London-based fintech giant Finastra said it experienced a data security incident after a threat actor claimed that they stole sensitive information from its internal network.

 

Headquartered in London, Finastra is one of the world’s largest financial technology firms, providing software and services to world’s top banks and financial institutions. Founded in 2017 through a merger of financial operations software Misys and payment technology provider D+H, the company boasts an annual revenue of close to $2 billion.

 

In a data security incident notice, Finastra said that on November 7, it identified suspicious activity on an internally hosted file transfer platform. The company immediately launched an investigation, with assistance from Sygnia, an external cyber security expert firm, to determine the nature and scope of the incident.

 

 

“Files downloaded from Aspera are safe. The threat actor did not deploy malware or tamper with any customer files within the environment,” Finastra said. “Furthermore, no files other than the exfiltrated files were viewed or accessed.
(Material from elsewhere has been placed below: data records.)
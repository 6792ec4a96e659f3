//! Observability subsystem.
//!
//! # Data Flow
//! ```text
//! http::server
//!     → logging.rs (tracing subscriber, per-request spans with request IDs)
//!     → metrics.rs (counters and latency histogram, optional Prometheus scrape)
//! ```

pub mod logging;
pub mod metrics;
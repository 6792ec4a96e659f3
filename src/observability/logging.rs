//! Structured logging.
//!
//! `RUST_LOG` wins when set; otherwise the configured level applies to this
//! crate and to `tower_http` request spans.

use tracing_subscriber::{layer::SubscriberExt, util::SubscriberInitExt, EnvFilter};

fn default_directives(level: &str) -> String {
    format!("cors_relay={level},tower_http={level}")
}

/// Install the global subscriber. Later calls are ignored.
pub fn init(level: &str) {
    let filter = EnvFilter::try_from_default_env()
        .unwrap_or_else(|_| EnvFilter::new(default_directives(level)));

    let _ = tracing_subscriber::registry()
        .with(filter)
        .with(tracing_subscriber::fmt::layer())
        .try_init();
}
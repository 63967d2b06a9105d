use serde::{Deserialize, Serialize};
use std::time::Duration;
use tracing::{info, error};

use crate::presence::{PresenceConfig, SimulationConfig};

/// Application configuration
#[derive(Debug, Clone, Deserialize, Serialize)]
pub struct Config {
    /// Server host address
    #[serde(default = "default_host")]
    pub host: String,

    /// Server port
    #[serde(default = "default_port")]
    pub port: u16,

    /// Environment (dev, staging, prod)
    #[serde(default = "default_environment")]
    pub environment: String,

    /// Shared store URL. Without it presence lives in process memory.
    pub redis_url: Option<String>,

    /// TTL of a room's presence set, refreshed on every join
    #[serde(default = "default_presence_ttl")]
    pub presence_ttl_seconds: u64,

    /// Length of an analytics window
    #[serde(default = "default_rollup_period")]
    pub rollup_period_seconds: u64,

    /// How long peak and unique-visitor windows are kept
    #[serde(default = "default_analytics_retention")]
    pub analytics_retention_seconds: u64,

    // Presence simulation
    #[serde(default = "default_sim_enabled")]
    pub sim_presence_enabled: bool,
    #[serde(default = "default_sim_min")]
    pub sim_presence_min: u64,
    #[serde(default = "default_sim_max")]
    pub sim_presence_max: u64,
    #[serde(default = "default_sim_step_ms")]
    pub sim_presence_step_ms: u64,
    #[serde(default = "default_sim_decay_after_ms")]
    pub sim_presence_decay_after_ms: u64,
    #[serde(default = "default_sim_max_duration_ms")]
    pub sim_presence_max_duration_ms: u64,
    #[serde(default = "default_presence_ttl")]
    pub sim_presence_ttl_seconds: u64,

    /// Poll interval of the WebSocket count push
    #[serde(default = "default_push_interval_ms")]
    pub presence_push_interval_ms: u64,
}

impl Config {
    /// Load configuration from environment variables or app.env file
    pub fn load() -> Result<Self, ConfigError> {
        // Try to load from app.env file first
        if std::path::Path::new("app.env").exists() {
            dotenvy::from_filename("app.env").ok();
        } else {
            // Fallback to .env file
            dotenvy::dotenv().ok();
        }

        // Load from environment variables using envy
        let config = match envy::from_env::<Config>() {
            Ok(config) => config,
            Err(e) => {
                error!("❌ Failed to load configuration: {}", e);
                return Err(ConfigError::EnvError(e));
            }
        };

        config.validate()?;
        info!("✅ Configuration loaded successfully");
        Ok(config)
    }

    /// Reject settings the tracker and simulator cannot run with
    pub fn validate(&self) -> Result<(), ConfigError> {
        if self.rollup_period_seconds == 0 {
            return Err(ConfigError::Invalid("ROLLUP_PERIOD_SECONDS must be positive".to_string()));
        }
        if self.presence_ttl_seconds == 0 || self.sim_presence_ttl_seconds == 0 {
            return Err(ConfigError::Invalid("presence TTLs must be positive".to_string()));
        }
        if self.sim_presence_min > self.sim_presence_max {
            return Err(ConfigError::Invalid(format!(
                "SIM_PRESENCE_MIN ({}) exceeds SIM_PRESENCE_MAX ({})",
                self.sim_presence_min, self.sim_presence_max
            )));
        }
        if self.sim_presence_step_ms == 0 || self.presence_push_interval_ms == 0 {
            return Err(ConfigError::Invalid("tick intervals must be positive".to_string()));
        }
        if self.analytics_retention_seconds == 0 {
            return Err(ConfigError::Invalid("ANALYTICS_RETENTION_SECONDS must be positive".to_string()));
        }
        if self.sim_presence_max_duration_ms == 0 {
            return Err(ConfigError::Invalid("SIM_PRESENCE_MAX_DURATION_MS must be positive".to_string()));
        }
        Ok(())
    }

    /// Get the full server address
    pub fn server_address(&self) -> String {
        format!("{}:{}", self.host, self.port)
    }

    /// Check if running in development mode
    pub fn is_development(&self) -> bool {
        self.environment.to_lowercase() == "dev" || self.environment.to_lowercase() == "development"
    }

    pub fn presence(&self) -> PresenceConfig {
        PresenceConfig {
            presence_ttl: Duration::from_secs(self.presence_ttl_seconds),
            window_period: Duration::from_secs(self.rollup_period_seconds),
            analytics_retention: Duration::from_secs(self.analytics_retention_seconds),
        }
    }

    pub fn simulation(&self) -> SimulationConfig {
        SimulationConfig {
            enabled: self.sim_presence_enabled,
            min: self.sim_presence_min,
            max: self.sim_presence_max,
            tick: Duration::from_millis(self.sim_presence_step_ms),
            decay_after: Duration::from_millis(self.sim_presence_decay_after_ms),
            max_duration: Duration::from_millis(self.sim_presence_max_duration_ms),
            presence_ttl: Duration::from_secs(self.sim_presence_ttl_seconds),
        }
    }

    pub fn push_interval(&self) -> Duration {
        Duration::from_millis(self.presence_push_interval_ms)
    }
}

impl Default for Config {
    fn default() -> Self {
        Self {
            host: default_host(),
            port: default_port(),
            environment: default_environment(),
            redis_url: None,
            presence_ttl_seconds: default_presence_ttl(),
            rollup_period_seconds: default_rollup_period(),
            analytics_retention_seconds: default_analytics_retention(),
            sim_presence_enabled: default_sim_enabled(),
            sim_presence_min: default_sim_min(),
            sim_presence_max: default_sim_max(),
            sim_presence_step_ms: default_sim_step_ms(),
            sim_presence_decay_after_ms: default_sim_decay_after_ms(),
            sim_presence_max_duration_ms: default_sim_max_duration_ms(),
            sim_presence_ttl_seconds: default_presence_ttl(),
            presence_push_interval_ms: default_push_interval_ms(),
        }
    }
}

#[derive(Debug)]
pub enum ConfigError {
    EnvError(envy::Error),
    Invalid(String),
}

impl std::fmt::Display for ConfigError {
    fn fmt(&self, f: &mut std::fmt::Formatter<'_>) -> std::fmt::Result {
        match self {
            ConfigError::EnvError(e) => write!(f, "Environment variable error: {}", e),
            ConfigError::Invalid(msg) => write!(f, "Invalid configuration: {}", msg),
        }
    }
}

impl std::error::Error for ConfigError {}

// Default value functions
fn default_host() -> String {
    "0.0.0.0".to_string()
}

fn default_port() -> u16 {
    3000
}

fn default_environment() -> String {
    "development".to_string()
}

fn default_presence_ttl() -> u64 {
    75
}

fn default_rollup_period() -> u64 {
    60
}

fn default_analytics_retention() -> u64 {
    24 * 60 * 60
}

fn default_sim_enabled() -> bool {
    true
}

fn default_sim_min() -> u64 {
    3
}

fn default_sim_max() -> u64 {
    19
}

fn default_sim_step_ms() -> u64 {
    4_000
}

fn default_sim_decay_after_ms() -> u64 {
    180_000
}

fn default_sim_max_duration_ms() -> u64 {
    600_000
}

fn default_push_interval_ms() -> u64 {
    2_000
}
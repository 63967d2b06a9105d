use std::sync::Arc;
use axum::{
    extract::{Path, State, ws::{Message, WebSocket, WebSocketUpgrade}},
    response::Response,
};
use futures_util::stream::SplitSink;
use futures_util::{SinkExt, StreamExt};
use tokio::sync::{broadcast::error::RecvError, Mutex};
use tokio::time::{interval, MissedTickBehavior};
use tracing::{debug, error, info, warn};
use uuid::Uuid;

use crate::models::messages::{CountMessage, ReceivedMessage};
use crate::state::AppState;
use crate::websocket::msg_ping_handler::handle_ping_message;

/// WebSocket handler streaming a moment's presence count
pub async fn presence_ws(
    Path(moment_id): Path<String>,
    ws: WebSocketUpgrade,
    State(state): State<Arc<AppState>>,
) -> Response {
    info!("New presence WebSocket connection attempt for moment {}", moment_id);
    ws.on_upgrade(move |socket| handle_socket(socket, moment_id, state))
}

/// Handle WebSocket connection
async fn handle_socket(socket: WebSocket, moment_id: String, state: Arc<AppState>) {

    // Generate unique connection ID to identify this client in logs
    let connection_id = Uuid::new_v4().to_string();
    info!("Presence WebSocket established for moment {} with connection_id {}", moment_id, connection_id);

    // Split the socket into sender and receiver
    let (sender, mut receiver) = socket.split();

    // Both tasks write to the socket
    let sender1 = Arc::new(Mutex::new(sender));
    let sender2 = sender1.clone();

    // Local join/leave results arrive through the hub
    let mut rbc = state.hub.subscribe(&moment_id).await;

    // Listen to the client; only pings are expected
    let recv_room = moment_id.clone();
    let mut recv_task = tokio::spawn(async move {
        while let Some(Ok(msg)) = receiver.next().await {
            let text = match msg {
                Message::Text(text) => text,
                Message::Close(_) => break,
                _ => continue,
            };
            match serde_json::from_str::<ReceivedMessage>(&text) {
                Ok(ReceivedMessage::Ping(ping_msg)) => {
                    handle_ping_message(&ping_msg, &recv_room, &sender1).await;
                }
                Err(e) => {
                    debug!("Ignoring message for moment {}: {}", recv_room, e);
                }
            }
        }
    });

    // Push the count on connect, then whenever it changes. Polling picks up
    // other replicas and simulations, the hub delivers local changes at once.
    let push_state = state.clone();
    let push_room = moment_id.clone();
    let mut send_task = tokio::spawn(async move {
        let mut last_sent: Option<u64> = None;
        let mut ticker = interval(push_state.config.push_interval());
        ticker.set_missed_tick_behavior(MissedTickBehavior::Delay);

        loop {
            let count = tokio::select! {
                _ = ticker.tick() => match push_state.tracker.count(&push_room).await {
                    Ok(count) => count,
                    Err(e) => {
                        warn!("Presence poll for moment {} failed: {}", push_room, e);
                        continue;
                    }
                },
                received = rbc.recv() => match received {
                    Ok(count) => count,
                    Err(RecvError::Lagged(_)) => continue,
                    Err(RecvError::Closed) => break,
                },
            };

            if last_sent == Some(count) {
                continue;
            }
            last_sent = Some(count);
            if send_count(&sender2, &push_room, count).await.is_err() {
                break;
            }
        }
    });

    // Wait for either task to finish (and finish the other)
    tokio::select! {
        _ = (&mut send_task) => {
            recv_task.abort();
            let _ = recv_task.await;
        }
        _ = (&mut recv_task) => {
            send_task.abort();
            let _ = send_task.await;
        }
    };

    state.hub.release(&moment_id).await;
    info!("Presence WebSocket terminated for connection_id {}", connection_id);
}

async fn send_count(
    sender: &Arc<Mutex<SplitSink<WebSocket, Message>>>,
    moment_id: &str,
    count: u64,
) -> Result<(), ()> {
    let payload = serde_json::to_string(&CountMessage { count }).map_err(|e| {
        error!("Failed to serialize count for moment {}: {}", moment_id, e);
    })?;
    sender
        .lock()
        .await
        .send(Message::Text(payload))
        .await
        .map_err(|e| {
            debug!("Client for moment {} went away: {}", moment_id, e);
        })
}
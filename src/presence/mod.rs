//! Presence tracking for moments and mood rooms.
//!
//! Participants are opaque ephemeral ids. All shared state lives in a
//! [`PresenceStore`](crate::store::PresenceStore); correctness across replicas
//! rests on the store's atomic batches and conditional writes, never on
//! in-process locks.

pub mod hub;
pub mod keys;
pub mod simulator;
pub mod tracker;
pub mod window;

use std::time::Duration;
use thiserror::Error;

use crate::store::StoreError;

pub use hub::PresenceHub;
pub use simulator::{PresenceSimulator, SimulationConfig};
pub use tracker::PresenceTracker;

#[derive(Debug, Error)]
pub enum PresenceError {
    #[error(transparent)]
    Store(#[from] StoreError),

    #[error("participant id must not be empty")]
    InvalidParticipant,

    #[error("room id must be non-empty and must not contain ':'")]
    InvalidRoom,
}

#[derive(Debug, Clone)]
pub struct PresenceConfig {
    /// TTL of the presence set and of each member heartbeat
    pub presence_ttl: Duration,
    /// Length of an analytics window
    pub window_period: Duration,
    /// TTL of peak and unique-visitor windows
    pub analytics_retention: Duration,
}

impl Default for PresenceConfig {
    fn default() -> Self {
        Self {
            presence_ttl: Duration::from_secs(75),
            window_period: Duration::from_secs(60),
            analytics_retention: Duration::from_secs(24 * 60 * 60),
        }
    }
}

/// Room ids become a key segment, so the separator would let one room alias another's keys.
pub(crate) fn ensure_room(room: &str) -> Result<(), PresenceError> {
    if room.trim().is_empty() || room.contains(keys::SEPARATOR) {
        return Err(PresenceError::InvalidRoom);
    }
    Ok(())
}
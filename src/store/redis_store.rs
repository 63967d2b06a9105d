use redis::aio::ConnectionManager;
use redis::{AsyncCommands, Client, Script};
use std::time::Duration;
use tracing::info;

use super::{PresenceStore, StoreError, StoreOp};

const COMPARE_AND_SET: &str = r"
local current = redis.call('GET', KEYS[1])
if ARGV[1] == '1' then
  if current ~= ARGV[2] then return 0 end
elseif current then
  return 0
end
if tonumber(ARGV[4]) > 0 then
  redis.call('SET', KEYS[1], ARGV[3], 'PX', ARGV[4])
else
  redis.call('SET', KEYS[1], ARGV[3])
end
return 1
";

const DELETE_IF_EQUALS: &str = r"
if redis.call('GET', KEYS[1]) == ARGV[1] then
  return redis.call('DEL', KEYS[1])
end
return 0
";

/// Redis-backed store shared by every replica.
#[derive(Clone)]
pub struct RedisStore {
    conn: ConnectionManager,
    compare_and_set: Script,
    delete_if_equals: Script,
}

impl RedisStore {
    pub async fn connect(redis_url: &str) -> Result<Self, StoreError> {
        let client = Client::open(redis_url)?;
        let conn = ConnectionManager::new(client).await?;
        info!("Connected to redis presence store");
        Ok(Self {
            conn,
            compare_and_set: Script::new(COMPARE_AND_SET),
            delete_if_equals: Script::new(DELETE_IF_EQUALS),
        })
    }
}

fn millis(ttl: Duration) -> u64 {
    // Redis rejects a zero expiry
    (ttl.as_millis() as u64).max(1)
}

impl PresenceStore for RedisStore {
    async fn exec_atomic(&self, ops: Vec<StoreOp>) -> Result<(), StoreError> {
        let mut pipe = redis::pipe();
        pipe.atomic();
        for op in &ops {
            match op {
                StoreOp::SetAdd { key, members } => {
                    pipe.sadd(key, members).ignore();
                }
                StoreOp::Expire { key, ttl } => {
                    pipe.pexpire(key, millis(*ttl) as i64).ignore();
                }
                StoreOp::SetValue { key, value, ttl } => {
                    pipe.pset_ex(key, value, millis(*ttl)).ignore();
                }
                StoreOp::DistinctAdd { key, members } => {
                    pipe.pfadd(key, members).ignore();
                }
            }
        }
        let mut conn = self.conn.clone();
        let _: () = pipe.query_async(&mut conn).await?;
        Ok(())
    }

    async fn set_remove(&self, key: &str, members: &[String]) -> Result<u64, StoreError> {
        if members.is_empty() {
            return Ok(0);
        }
        let mut conn = self.conn.clone();
        let removed: u64 = conn.srem(key, members).await?;
        Ok(removed)
    }

    async fn set_card(&self, key: &str) -> Result<u64, StoreError> {
        let mut conn = self.conn.clone();
        let count: u64 = conn.scard(key).await?;
        Ok(count)
    }

    async fn set_members(&self, key: &str) -> Result<Vec<String>, StoreError> {
        let mut conn = self.conn.clone();
        let members: Vec<String> = conn.smembers(key).await?;
        Ok(members)
    }

    async fn expire(&self, key: &str, ttl: Duration) -> Result<(), StoreError> {
        let mut conn = self.conn.clone();
        let _: bool = conn.pexpire(key, millis(ttl) as i64).await?;
        Ok(())
    }

    async fn get(&self, key: &str) -> Result<Option<String>, StoreError> {
        let mut conn = self.conn.clone();
        let value: Option<String> = conn.get(key).await?;
        Ok(value)
    }

    async fn compare_and_set(
        &self,
        key: &str,
        expected: Option<&str>,
        value: &str,
        ttl: Option<Duration>,
    ) -> Result<bool, StoreError> {
        let mut conn = self.conn.clone();
        let ttl_ms = ttl.map(millis).unwrap_or(0);
        let swapped: i64 = self
            .compare_and_set
            .key(key)
            .arg(if expected.is_some() { "1" } else { "0" })
            .arg(expected.unwrap_or(""))
            .arg(value)
            .arg(ttl_ms)
            .invoke_async(&mut conn)
            .await?;
        Ok(swapped == 1)
    }

    async fn set_if_absent(&self, key: &str, value: &str, ttl: Duration) -> Result<bool, StoreError> {
        let mut conn = self.conn.clone();
        let reply: Option<String> = redis::cmd("SET")
            .arg(key)
            .arg(value)
            .arg("NX")
            .arg("PX")
            .arg(millis(ttl))
            .query_async(&mut conn)
            .await?;
        Ok(reply.is_some())
    }

    async fn delete(&self, key: &str) -> Result<(), StoreError> {
        let mut conn = self.conn.clone();
        let _: u64 = conn.del(key).await?;
        Ok(())
    }

    async fn delete_if_equals(&self, key: &str, value: &str) -> Result<bool, StoreError> {
        let mut conn = self.conn.clone();
        let deleted: i64 = self
            .delete_if_equals
            .key(key)
            .arg(value)
            .invoke_async(&mut conn)
            .await?;
        Ok(deleted == 1)
    }

    async fn distinct_count(&self, key: &str) -> Result<u64, StoreError> {
        let mut conn = self.conn.clone();
        let count: u64 = conn.pfcount(key).await?;
        Ok(count)
    }

    async fn ping(&self) -> Result<(), StoreError> {
        let mut conn = self.conn.clone();
        let _: String = redis::cmd("PING").query_async(&mut conn).await?;
        Ok(())
    }
}
use serde::{Deserialize, Serialize};
use utoipa::ToSchema;

/// Body of every failed presence request.
/// 400 for invalid ids or parameters, 503 when the presence store is unreachable.
#[derive(Serialize, Deserialize, ToSchema, Debug)]
pub struct ErrorResponse {
    pub code: u16,
    pub status: String,
    pub error: String,
}
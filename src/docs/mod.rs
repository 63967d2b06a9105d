use utoipa::OpenApi;
use crate::models::*;

/// Health check endpoint
#[utoipa::path(
    get,
    path = "/api/health",
    responses(
        (status = 200, description = "Service is healthy", body = HealthResponse)
    )
)]
#[allow(dead_code)]
pub async fn health_check_doc() {}

/// Readiness check endpoint
#[utoipa::path(
    get,
    path = "/api/ready",
    responses(
        (status = 200, description = "Presence store reachable", body = ReadyResponse),
        (status = 503, description = "Presence store unavailable", body = ErrorResponse)
    )
)]
#[allow(dead_code)]
pub async fn ready_check_doc() {}

/// Enter a moment
#[utoipa::path(
    post,
    path = "/api/moments/{moment_id}/join",
    params(("moment_id" = String, Path, description = "Moment or mood room id")),
    request_body = PresenceRequest,
    responses(
        (status = 200, description = "Fresh participant count", body = PresenceCountResponse),
        (status = 400, description = "Empty participant id", body = ErrorResponse),
        (status = 503, description = "Presence store unavailable", body = ErrorResponse)
    )
)]
#[allow(dead_code)]
pub async fn presence_join_doc() {}

/// Leave a moment
#[utoipa::path(
    post,
    path = "/api/moments/{moment_id}/leave",
    params(("moment_id" = String, Path, description = "Moment or mood room id")),
    request_body = PresenceRequest,
    responses(
        (status = 200, description = "Remaining participant count", body = PresenceCountResponse),
        (status = 503, description = "Presence store unavailable", body = ErrorResponse)
    )
)]
#[allow(dead_code)]
pub async fn presence_leave_doc() {}

/// Current participant count
#[utoipa::path(
    get,
    path = "/api/moments/{moment_id}/presence",
    params(("moment_id" = String, Path, description = "Moment or mood room id")),
    responses(
        (status = 200, description = "Participant count, possibly last known", body = PresenceCountResponse),
        (status = 503, description = "Presence store unavailable and nothing cached", body = ErrorResponse)
    )
)]
#[allow(dead_code)]
pub async fn presence_count_doc() {}

/// Window analytics
#[utoipa::path(
    get,
    path = "/api/moments/{moment_id}/presence/stats",
    params(("moment_id" = String, Path, description = "Moment or mood room id"), StatsQuery),
    responses(
        (status = 200, description = "Peak and approximate unique visitors", body = WindowStatsResponse),
        (status = 400, description = "Malformed window", body = ErrorResponse)
    )
)]
#[allow(dead_code)]
pub async fn presence_stats_doc() {}

/// Start presence simulation
#[utoipa::path(
    post,
    path = "/api/moments/{moment_id}/simulation/start",
    params(("moment_id" = String, Path, description = "Moment or mood room id")),
    responses(
        (status = 202, description = "Start outcome", body = SimulationStartResponse)
    )
)]
#[allow(dead_code)]
pub async fn simulation_start_doc() {}

/// Stop presence simulation
#[utoipa::path(
    post,
    path = "/api/moments/{moment_id}/simulation/stop",
    params(("moment_id" = String, Path, description = "Moment or mood room id")),
    responses(
        (status = 202, description = "Simulation stopped and lock released")
    )
)]
#[allow(dead_code)]
pub async fn simulation_stop_doc() {}

#[derive(OpenApi)]
#[openapi(
    paths(
        health_check_doc,
        ready_check_doc,
        presence_join_doc,
        presence_leave_doc,
        presence_count_doc,
        presence_stats_doc,
        simulation_start_doc,
        simulation_stop_doc,
    ),
    components(
        schemas(
            HealthResponse,
            ReadyResponse,
            ErrorResponse,
            PresenceRequest,
            PresenceCountResponse,
            WindowStatsResponse,
            SimulationStartResponse,
            SimulationStatusResponse,
            DiagnosticsResponse,
        )
    ),
    tags(
        (name = "presence", description = "Presence endpoints")
    )
)]
pub struct ApiDoc;
use serde::{Deserialize, Serialize};
use utoipa::ToSchema;

/// API response for health check
#[derive(Serialize, Deserialize, ToSchema)]
pub struct HealthResponse {
    pub status: String,
    pub message: String,
}

/// API response for readiness check
#[derive(Serialize, Deserialize, ToSchema)]
pub struct ReadyResponse {
    pub status: String,
    pub message: String,
    /// Presence store backend in use (`memory` or `redis`)
    pub store: String,
}
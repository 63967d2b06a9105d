use serde::{Deserialize, Serialize};
use utoipa::ToSchema;

/// Response for diagnostics information
#[derive(Serialize, Deserialize, ToSchema)]
pub struct DiagnosticsResponse {
    pub store: String,
    pub n_push_rooms: u32,
    pub n_simulations: u32,
    pub n_cached_counts: u32,
}
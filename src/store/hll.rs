/// HyperLogLog distinct counter with 2^12 registers (~1.6% standard error).
#[derive(Debug, Clone)]
pub struct HyperLogLog {
    registers: Vec<u8>,
}

const PRECISION: u32 = 12;
const REGISTERS: usize = 1 << PRECISION;

impl HyperLogLog {
    pub fn new() -> Self {
        Self {
            registers: vec![0; REGISTERS],
        }
    }

    /// Returns true when a register changed.
    pub fn insert(&mut self, item: &[u8]) -> bool {
        let digest = blake3::hash(item);
        let mut word = [0u8; 8];
        word.copy_from_slice(&digest.as_bytes()[..8]);
        let hash = u64::from_le_bytes(word);

        let idx = (hash >> (64 - PRECISION)) as usize;
        // Sentinel bit caps the rank at 64 - PRECISION + 1
        let rest = (hash << PRECISION) | (1 << (PRECISION - 1));
        let rank = rest.leading_zeros() as u8 + 1;

        if rank > self.registers[idx] {
            self.registers[idx] = rank;
            true
        } else {
            false
        }
    }

    pub fn count(&self) -> u64 {
        let m = REGISTERS as f64;
        let alpha = 0.7213 / (1.0 + 1.079 / m);
        let mut sum = 0.0;
        let mut zeros = 0usize;
        for &r in &self.registers {
            sum += 2f64.powi(-(r as i32));
            if r == 0 {
                zeros += 1;
            }
        }
        let raw = alpha * m * m / sum;

        // Linear counting is far more accurate for small cardinalities
        let estimate = if raw <= 2.5 * m && zeros > 0 {
            m * (m / zeros as f64).ln()
        } else {
            raw
        };
        estimate.round() as u64
    }
}

impl Default for HyperLogLog {
    fn default() -> Self {
        Self::new()
    }
}
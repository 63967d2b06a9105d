use crate::{models::DiagnosticsResponse, state::AppState};
use axum::{extract::State, Json};
use std::sync::Arc;
use tracing::info;

/// Process-local presence diagnostics
pub async fn diagnostics(
    State(state): State<Arc<AppState>>,
) -> Json<DiagnosticsResponse> {

    let n_push_rooms = state.hub.room_count().await as u32;
    let n_simulations = state.simulator.active_count() as u32;
    let n_cached_counts = state.last_counts.entry_count() as u32;
    let store = state.tracker.store().name().to_string();

    info!(
        "Diagnostics: store: {}, push rooms: {}, simulations: {}, cached counts: {}",
        store,
        n_push_rooms,
        n_simulations,
        n_cached_counts
    );

    Json(DiagnosticsResponse {
        store,
        n_push_rooms,
        n_simulations,
        n_cached_counts,
    })
}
We remain focused on determining the scope and nature of the data contained within the exfiltrated files.”

 

Finastra added that the affected system remains isolated till the company completes its investigation. Also, as of now there is no evidence that the security incident was limited to the file transfer application and did not move to any other systems.

 

While the investigation is still ongoing, Finastra said preliminary investigation indicates credentials were compromised. The priority of the investigation is to not only identify the source of the compromise but also to identify those whose data was accessed during the incident. The fintech giant has promised to notify clients if it finds that their files were accessed.

 

On November 8, a threat actor using the moniker “abyss0” claimed responsibility for the data security incident and listed Finastra as a victim on BreachForums. The hacker claimed to be in possession of 400GB of compressed data, including client files and internal documents. “abyss0” has offered to sell the stolen data to anyone who meets its asked price.